• **What is being asked**: What you return must be the lines of the data that hold the word "logout".

Stored items:
⟨
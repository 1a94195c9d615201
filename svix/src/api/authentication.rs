use super::PostOptions;
use crate::client::{Request, Svix};
use crate::error::Result;
use crate::method::RestMethod;
use crate::models::{
    AppPortalAccessIn, AppPortalAccessOut, ApplicationTokenExpireIn, DashboardAccessOut,
};

/// Access tokens for the consumer-facing application portal.
pub struct Authentication<'a> {
    svix: &'a Svix,
}

impl<'a> Authentication<'a> {
    pub(crate) fn new(svix: &'a Svix) -> Self {
        Self { svix }
    }

    /// Issues a magic link and token for an application's portal.
    pub async fn app_portal_access(
        &self,
        app_id: impl Into<String>,
        app_portal_access_in: AppPortalAccessIn,
        options: PostOptions,
    ) -> Result<AppPortalAccessOut> {
        Request::new(RestMethod::Post, "/api/v1/auth/app-portal-access/{app_id}")
            .with_path_param("app_id", app_id)
            .with_idempotency_key(options.idempotency_key)
            .with_body(&app_portal_access_in)
            .execute(self.svix)
            .await
    }

    /// Expires every token issued for an application.
    pub async fn expire_all(
        &self,
        app_id: impl Into<String>,
        application_token_expire_in: ApplicationTokenExpireIn,
        options: PostOptions,
    ) -> Result<()> {
        Request::new(RestMethod::Post, "/api/v1/auth/app/{app_id}/expire-all")
            .with_path_param("app_id", app_id)
            .with_idempotency_key(options.idempotency_key)
            .with_body(&application_token_expire_in)
            .execute(self.svix)
            .await
    }

    /// Older form of [`app_portal_access`](Self::app_portal_access) without
    /// options.
    pub async fn dashboard_access(
        &self,
        app_id: impl Into<String>,
        options: PostOptions,
    ) -> Result<DashboardAccessOut> {
        Request::new(RestMethod::Post, "/api/v1/auth/dashboard-access/{app_id}")
            .with_path_param("app_id", app_id)
            .with_idempotency_key(options.idempotency_key)
            .execute(self.svix)
            .await
    }

    /// Invalidates the token used by this client.
    pub async fn logout(&self, options: PostOptions) -> Result<()> {
        Request::new(RestMethod::Post, "/api/v1/auth/logout")
            .with_idempotency_key(options.idempotency_key)
            .execute(self.svix)
            .await
    }
}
⟩
• **Result for this task**:
    pub async fn logout(&self, options: PostOptions) -> Result<()> {
        Request::new(RestMethod::Post, "/api/v1/auth/logout")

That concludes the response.